This demo can be found in demo/demo_quick_sr.ipynb.

Symbolic regression

[Coming soon] In the meantime you can have a look at our demo folder ! :)

Custom symbolic optimization task

[Coming soon]

Adding custom functions

Defining function token

If you want to add a custom choosable function to physo, you can do so by adding you own Token to the list OPS_UNPROTECTED in functions.py.

For example a token such as $f(x) = x^5$ can be added via:

OPS_UNPROTECTED = [
...
Token (name = "n5"     , sympy_repr = "n5"     , arity = 1 , complexity = 1 , var_type = 0, function = lambda x :torch.pow(x, 5)         ),
...
]

Where:

name (str) is the name of the token (used for selecting it in the config of a run).
sympy_repr (str) is the name of the token to use when producing the sympy / latex representation.
arity (int) is the number of arguments that the function takes.
complexity (float) is the value to consider for expression complexity considerations (1 by default).
var_type (int) is the type of token, it should always be 0 when defining functions like here.
function (callable) is the function, it should be written in pytorch to support auto-differentiation.

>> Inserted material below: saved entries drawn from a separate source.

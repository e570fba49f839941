//! axum adapter for [`CallbackVerifier`].
//!
//! - GET  `{path}`: URL verification, answers with the decrypted echo
//! - POST `{path}`: message push, answers with the dispatcher's reply
//!
//! Rejections answer `400 Bad Request` with an empty body.

use std::sync::Arc;

use axum::{
    Router,
    body::Bytes,
    extract::{Query, State},
    http::StatusCode,
    response::{IntoResponse, Response},
    routing::get,
};

use crate::callback::{CallbackQuery, CallbackVerifier};

/// Build a router serving the callback endpoint at `path`.
pub fn router(verifier: Arc<CallbackVerifier>, path: &str) -> Router {
    Router::new()
        .route(path, get(verify_url).post(receive_push))
        .with_state(verifier)
}

async fn verify_url(
    State(verifier): State<Arc<CallbackVerifier>>,
    Query(query): Query<CallbackQuery>,
) -> Response {
    match verifier.verify_url(&query) {
        Ok(echo) => (StatusCode::OK, echo).into_response(),
        Err(_) => StatusCode::BAD_REQUEST.into_response(),
    }
}

async fn receive_push(
    State(verifier): State<Arc<CallbackVerifier>>,
    Query(query): Query<CallbackQuery>,
    body: Bytes,
) -> Response {
    match verifier.handle_push(&query, &body).await {
        Ok(reply) => (StatusCode::OK, reply.into_bytes()).into_response(),
        Err(_) => StatusCode::BAD_REQUEST.into_response(),
    }
}
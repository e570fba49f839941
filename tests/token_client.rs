//! Token endpoint behaviour against a mock platform.

use std::sync::Arc;
use std::time::Duration;

use serde_json::json;
use wiremock::matchers::{body_partial_json, method, path, query_param};
use wiremock::{Mock, MockServer, ResponseTemplate};
use wxsuite_rs::credential::CredentialError;
use wxsuite_rs::refresher::RefresherOptions;
use wxsuite_rs::service::{AccessTokenService, SuiteTokenService, TokenService};
use wxsuite_rs::token::{Auth, Error, SuiteAuth, SuiteClient};

fn client(server: &MockServer) -> SuiteClient {
    SuiteClient::new(Duration::from_secs(5))
        .unwrap()
        .with_base_url(&server.uri())
        .unwrap()
}

fn suite_auth() -> SuiteAuth {
    SuiteAuth {
        suite_id: "wwsuite0001".into(),
        suite_secret: "suite-secret".into(),
    }
}

#[tokio::test]
async fn suite_token_is_issued() {
    let server = MockServer::start().await;
    Mock::given(method("POST"))
        .and(path("/cgi-bin/service/get_suite_token"))
        .and(body_partial_json(json!({
            "suite_id": "wwsuite0001",
            "suite_secret": "suite-secret",
            "suite_ticket": "ticket-1"
        })))
        .respond_with(ResponseTemplate::new(200).set_body_json(json!({
            "errcode": 0,
            "errmsg": "ok",
            "suite_access_token": "suite-token-1",
            "expires_in": 7200
        })))
        .expect(1)
        .mount(&server)
        .await;

    let issued = client(&server)
        .get_suite_token(&suite_auth(), "ticket-1")
        .await
        .unwrap();
    assert_eq!(issued.access_token, "suite-token-1");
    assert_eq!(issued.expires_in, 7200);
}

#[tokio::test]
async fn provider_error_code_is_typed() {
    let server = MockServer::start().await;
    Mock::given(method("POST"))
        .and(path("/cgi-bin/service/get_suite_token"))
        .respond_with(ResponseTemplate::new(200).set_body_json(json!({
            "errcode": 40085,
            "errmsg": "invalid suite ticket"
        })))
        .mount(&server)
        .await;

    let err = client(&server)
        .get_suite_token(&suite_auth(), "stale")
        .await
        .unwrap_err();
    assert!(matches!(err, Error::Wx { code: 40085, .. }), "{err}");
}

#[tokio::test]
async fn non_success_status_is_a_transport_error() {
    let server = MockServer::start().await;
    Mock::given(method("POST"))
        .and(path("/cgi-bin/service/get_suite_token"))
        .respond_with(ResponseTemplate::new(503).set_body_string("upstream busy"))
        .mount(&server)
        .await;

    let err = client(&server)
        .get_suite_token(&suite_auth(), "ticket-1")
        .await
        .unwrap_err();
    match err {
        Error::Status { status, body } => {
            assert_eq!(status, 503);
            assert_eq!(body, "upstream busy");
        }
        other => panic!("unexpected: {other}"),
    }
}

#[tokio::test]
async fn zero_lifetime_is_rejected() {
    let server = MockServer::start().await;
    Mock::given(method("GET"))
        .and(path("/cgi-bin/gettoken"))
        .respond_with(ResponseTemplate::new(200).set_body_json(json!({
            "errcode": 0,
            "access_token": "corp-token",
            "expires_in": 0
        })))
        .mount(&server)
        .await;

    let err = client(&server)
        .get_access_token(&Auth::WeCom {
            corp_id: "wwcorp".into(),
            corp_secret: "corp-secret".into(),
        })
        .await
        .unwrap_err();
    assert!(matches!(err, Error::NonPositiveExpiresIn(0)));
}

#[tokio::test]
async fn empty_ticket_never_reaches_the_network() {
    let server = MockServer::start().await;
    Mock::given(method("POST"))
        .respond_with(ResponseTemplate::new(200))
        .expect(0)
        .mount(&server)
        .await;

    let err = client(&server)
        .get_suite_token(&suite_auth(), "")
        .await
        .unwrap_err();
    assert!(matches!(err, Error::TicketNotConfigured));
}

#[tokio::test]
async fn suite_service_waits_for_ticket() {
    let server = MockServer::start().await;
    Mock::given(method("POST"))
        .and(path("/cgi-bin/service/get_suite_token"))
        .and(body_partial_json(json!({ "suite_ticket": "ticket-1" })))
        .respond_with(ResponseTemplate::new(200).set_body_json(json!({
            "suite_access_token": "suite-token-1",
            "expires_in": 7200
        })))
        .expect(1)
        .mount(&server)
        .await;

    let service = SuiteTokenService::new(client(&server), suite_auth(), RefresherOptions::default());
    assert_eq!(
        service.token().await,
        Err(CredentialError::TicketNotConfigured)
    );

    assert!(service.set_ticket("ticket-1").await);
    assert_eq!(service.token().await.unwrap(), "suite-token-1");
    service.shutdown().await;
}

#[tokio::test]
async fn access_token_service_refreshes_on_demand() {
    let server = MockServer::start().await;
    Mock::given(method("GET"))
        .and(path("/cgi-bin/token"))
        .and(query_param("grant_type", "client_credential"))
        .and(query_param("appid", "wx1234"))
        .respond_with(ResponseTemplate::new(200).set_body_json(json!({
            "access_token": "mp-token",
            "expires_in": 7200
        })))
        .expect(2)
        .mount(&server)
        .await;

    let service = Arc::new(AccessTokenService::new(
        client(&server),
        Auth::OfficialAccount {
            appid: "wx1234".into(),
            secret: "mp-secret".into(),
        },
        RefresherOptions::default(),
    ));
    assert_eq!(service.token().await, Err(CredentialError::NotInitialized));

    assert!(service.start().await);
    assert_eq!(service.token().await.unwrap(), "mp-token");
    assert_eq!(service.refresh_token().await.unwrap(), "mp-token");
    service.shutdown().await;
}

More details about Token attributes can be found in the documentation of the Token object : here

Behavior in dimensional analysis

The newly added custom function should also be listed in its corresponding behavior (in the context of dimensional analysis) in the list of behaviors in OP_UNIT_BEHAVIORS_DICT.

Additional information

In addition, the custom function should be :

Listed in TRIGONOMETRIC_OP if it is a trigonometric operation (eg. cos, sinh, arcos etc.) so it can be treated as such by priors if necessary.
Listed in INVERSE_OP_DICT along with its corresponding inverse operation $f^{-1}$ if it has one (eg. arcos for cos) so they can be treated as such by priors if necessary.
Listed in OP_POWER_VALUE_DICT along with its power value (float) if it is a power token (eg. 0.5 for sqrt) so it can be used in dimensional analysis.

Protected version (optional)

If your custom function has a protected version ie. a version defined everywhere on $\mathbb{R}$ (eg. using $f(x) = log(abs(x))$ instead of $f(x) = log(x)$ ) to smooth expression search and avoid undefined rewards, you should also add the protected version in to the list OPS_PROTECTED in functions.py with the similar attributes but with the protected version of the function for the function attribute.

Running the functions unit test (optional)

After adding a new function, running the functions unit test via python ./physo/physym/tests/functions_UnitTest.py is highly recommended.

If you found the function you have added useful, don't hesitate to make a pull request so other people can use it too !

About computational performances

The main performance bottleneck of physo is free constant optimization, therefore, in non-parallel execution mode, performances are almost linearly dependent on the number of free constant optimization steps and on the number of trial expressions per epoch (ie. the batch size).

In addition, it should be noted that generating monitoring plots takes ~3s, therefore we suggest making monitoring plots every >10 epochs for low time / epoch cases.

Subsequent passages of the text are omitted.